HCB News: What benefits does a membership in AHRMM deliver to an individual?
For me, I was looking for an association focused on health care that offered education in supply chain management, provided opportunities to network with peers to learn leading practices, and was a thought leader in emerging trends or regulatory changes. AHRMM continues to help individuals:
• Connect with peers who share and support your professional interests through online and in-person networking opportunities.
• Accomplish more with a wide range of educational opportunities, tools and resources.
• Get involved and advance [their careers], AHRMM and the profession.
HCB News: Has ongoing hospital consolidation helped or hurt the association?
Consolidation in general has impacted the supply chain field in many ways. Many health systems supported travel to local, regional and national functions and also paid for part or full membership dues. Through consolidation, systems may send fewer individuals to these events. For example, military membership has reduced as a result of cuts to travel and education funding. The field offers webinars, podcasts and other online resources to help individuals stay current.

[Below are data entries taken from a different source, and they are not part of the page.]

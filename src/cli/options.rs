use super::args::{self, Tokens};
use super::errors::CliError;
use super::validate;
use crate::scene::camera::Camera;
use clap::ValueEnum;
use log::debug;
use std::ffi::OsString;
use std::path::{Path, PathBuf};

pub const DEFAULT_WIDTH: u32 = 800;
pub const DEFAULT_HEIGHT: u32 = 600;

/// Mode token accepted by `--mode`.
#[derive(Debug, Clone, Copy, PartialEq, Eq, ValueEnum)]
pub enum ModeName {
    Default,
    Frames,
    Bench,
}

/// Top-level operating mode, carrying the fields only that mode uses.
#[derive(Debug, Clone, PartialEq, Eq)]
pub enum RunMode {
    /// Interactive, continuous rendering.
    Default,
    /// Render a fixed number of frames to disk.
    Frames { frames_number: u32, dst_dir: PathBuf },
    /// Performance benchmark run.
    Bench { stat_dir: PathBuf, bench_name: String },
}

impl RunMode {
    pub fn name(&self) -> &'static str {
        match self {
            RunMode::Default => "default",
            RunMode::Frames { .. } => "frames",
            RunMode::Bench { .. } => "bench",
        }
    }
}

/// Validated run configuration, built once per invocation.
#[derive(Debug, Clone, PartialEq)]
pub struct CliOptions {
    pub mode: RunMode,
    pub width: u32,
    pub height: u32,
    /// `None` keeps the engine's default camera.
    pub camera: Option<Camera>,
    pub disable_culling: bool,
    pub enable_vsync: bool,
    pub enable_bound_boxes: bool,
    /// Model files in load order.
    pub models: Vec<PathBuf>,
}

/// What a successful parse asks the caller to do.
#[derive(Debug, Clone, PartialEq)]
pub enum ParseOutcome {
    /// Start the renderer with this configuration.
    Run(CliOptions),
    /// Print the carried usage text and exit successfully.
    Help(String),
}

impl CliOptions {
    /// Parses a full argument vector, program name first.
    ///
    /// No partial configuration is ever returned: any rejected token or
    /// value fails the whole parse.
    pub fn parse<I, T>(args: I) -> Result<ParseOutcome, CliError>
    where
        I: IntoIterator<Item = T>,
        T: Into<OsString>,
    {
        let args: Vec<OsString> = args.into_iter().map(Into::into).collect();

        match args::tokenize(&args)? {
            Tokens::Help => Ok(ParseOutcome::Help(args::usage())),
            Tokens::Args(raw) => {
                let options = validate::resolve(raw)?;
                debug!(
                    "Parsed {} mode configuration with {} model(s)",
                    options.mode.name(),
                    options.models.len()
                );
                Ok(ParseOutcome::Run(options))
            }
        }
    }

    pub fn aspect_ratio(&self) -> f32 {
        self.width as f32 / self.height as f32
    }

    pub fn frames_number(&self) -> Option<u32> {
        match &self.mode {
            RunMode::Frames { frames_number, .. } => Some(*frames_number),
            _ => None,
        }
    }

    pub fn dst_dir(&self) -> Option<&Path> {
        match &self.mode {
            RunMode::Frames { dst_dir, .. } => Some(dst_dir),
            _ => None,
        }
    }

    pub fn stat_dir(&self) -> Option<&Path> {
        match &self.mode {
            RunMode::Bench { stat_dir, .. } => Some(stat_dir),
            _ => None,
        }
    }

    pub fn bench_name(&self) -> Option<&str> {
        match &self.mode {
            RunMode::Bench { bench_name, .. } => Some(bench_name),
            _ => None,
        }
    }

    /// File a benchmark run writes its per-frame statistics to.
    pub fn stat_file(&self) -> Option<PathBuf> {
        match &self.mode {
            RunMode::Bench {
                stat_dir,
                bench_name,
            } => Some(stat_dir.join(format!("{bench_name}.json"))),
            _ => None,
        }
    }
}
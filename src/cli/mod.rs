//! Command-line configuration of a render run.
//!
//! Arguments go through three stages: [`args`] splits them into flags and
//! model paths, [`validate`] turns the raw values into a [`CliOptions`]
//! record, and [`report`] renders that record back for diagnostics.

pub mod args;
pub mod errors;
pub mod options;
pub mod report;
pub mod validate;

pub use errors::{CliError, ErrorClass};
pub use options::{CliOptions, DEFAULT_HEIGHT, DEFAULT_WIDTH, ParseOutcome, RunMode};
use super::errors::CliError;
use crate::scene::camera::CAMERA_COMPONENTS;
use clap::error::{ContextKind, ContextValue, ErrorKind};
use clap::{ArgAction, CommandFactory, Parser};
use log::debug;
use std::ffi::{OsStr, OsString};

/// Flag grammar of the renderer. Values are kept as raw text here and
/// interpreted by the validator.
///
/// Repeating a flag replaces its earlier value.
#[derive(Parser, Debug, Default, Clone, PartialEq)]
#[command(
    name = "render-bench",
    about = "Render models interactively, to image frames, or as a benchmark",
    long_about = None,
    args_override_self = true
)]
pub struct RawArgs {
    /// Run mode: default, frames or bench
    #[arg(long, value_name = "MODE")]
    pub mode: Option<String>,

    /// Number of frames to render (frames mode)
    #[arg(long, value_name = "N")]
    pub frames: Option<String>,

    /// Directory the rendered frames are written to (frames mode)
    #[arg(long, value_name = "DIR")]
    pub dst: Option<String>,

    /// Output width in pixels [default: 800]
    #[arg(long, value_name = "N")]
    pub width: Option<String>,

    /// Output height in pixels [default: 600]
    #[arg(long, value_name = "N")]
    pub height: Option<String>,

    /// Initial camera: position, target, up, vertical fov (degrees), near, far
    #[arg(
        long,
        num_args = CAMERA_COMPONENTS,
        action = ArgAction::Set,
        allow_negative_numbers = true,
        value_names = ["PX", "PY", "PZ", "TX", "TY", "TZ", "UX", "UY", "UZ", "FOV", "NEAR", "FAR"]
    )]
    pub camera: Option<Vec<String>>,

    /// Disable culling
    #[arg(long)]
    pub disable_culling: bool,

    /// Enable vertical sync
    #[arg(long)]
    pub enable_vsync: bool,

    /// Directory benchmark statistics are written to (bench mode)
    #[arg(long, value_name = "DIR")]
    pub stat_dir: Option<String>,

    /// Label of the benchmark run (bench mode)
    #[arg(long, value_name = "NAME")]
    pub bench_name: Option<String>,

    /// Draw model bounding boxes
    #[arg(long)]
    pub bound_boxes: bool,

    /// Model files to load, in load order
    #[arg(value_name = "MODEL")]
    pub models: Vec<String>,
}

/// Result of walking the argument list.
#[derive(Debug, Clone, PartialEq)]
pub enum Tokens {
    Help,
    Args(RawArgs),
}

/// Classifies the argument list. The first element is the program name.
///
/// A help flag anywhere before a bare `--` wins over every other token,
/// malformed ones included.
pub fn tokenize(args: &[OsString]) -> Result<Tokens, CliError> {
    if wants_help(args) {
        debug!("Help flag found, skipping argument parsing");
        return Ok(Tokens::Help);
    }

    match RawArgs::try_parse_from(args.iter().cloned()) {
        Ok(raw) => Ok(Tokens::Args(raw)),
        Err(err) => match err.kind() {
            ErrorKind::DisplayHelp => Ok(Tokens::Help),
            ErrorKind::UnknownArgument => Err(CliError::UnknownFlag(offending_arg(&err))),
            ErrorKind::InvalidValue
            | ErrorKind::WrongNumberOfValues
            | ErrorKind::TooFewValues
            | ErrorKind::NoEquals => Err(CliError::MissingValue(offending_arg(&err))),
            _ => Err(CliError::Tokenize(first_line(&err))),
        },
    }
}

/// Usage text shown for `--help`.
pub fn usage() -> String {
    RawArgs::command().render_help().to_string()
}

fn wants_help(args: &[OsString]) -> bool {
    args.iter()
        .skip(1)
        .map(OsString::as_os_str)
        .take_while(|arg| *arg != OsStr::new("--"))
        .any(|arg| arg == OsStr::new("--help") || arg == OsStr::new("-h"))
}

fn offending_arg(err: &clap::Error) -> String {
    match err.get(ContextKind::InvalidArg) {
        Some(ContextValue::String(arg)) => arg.clone(),
        _ => first_line(err),
    }
}

fn first_line(err: &clap::Error) -> String {
    let text = err.to_string();
    text.lines()
        .next()
        .unwrap_or_default()
        .trim_start_matches("error: ")
        .to_string()
}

Through consolidation, systems have increased the reach of health care supply chain management and are now responsible for all non-labor spend, adding sourcing areas that were not under management in the past. During this expansion, systems are looking outside of health care or in clinical areas for expertise. Many of these individuals are joining organizations such as AHRMM. This is not just happening on the provider side. It is also happening on the supplier affiliate side as well. This is why the background of membership has become very diverse. The AHRMM Board composition is representative of this diversity. Board members come from outside of health care, a physician, a former ICU nurse, a pharmacist, several members that have careers in multiple segments of the supply chain channel provider, GPO, manufacturer and distributor, and a member working in the government sector.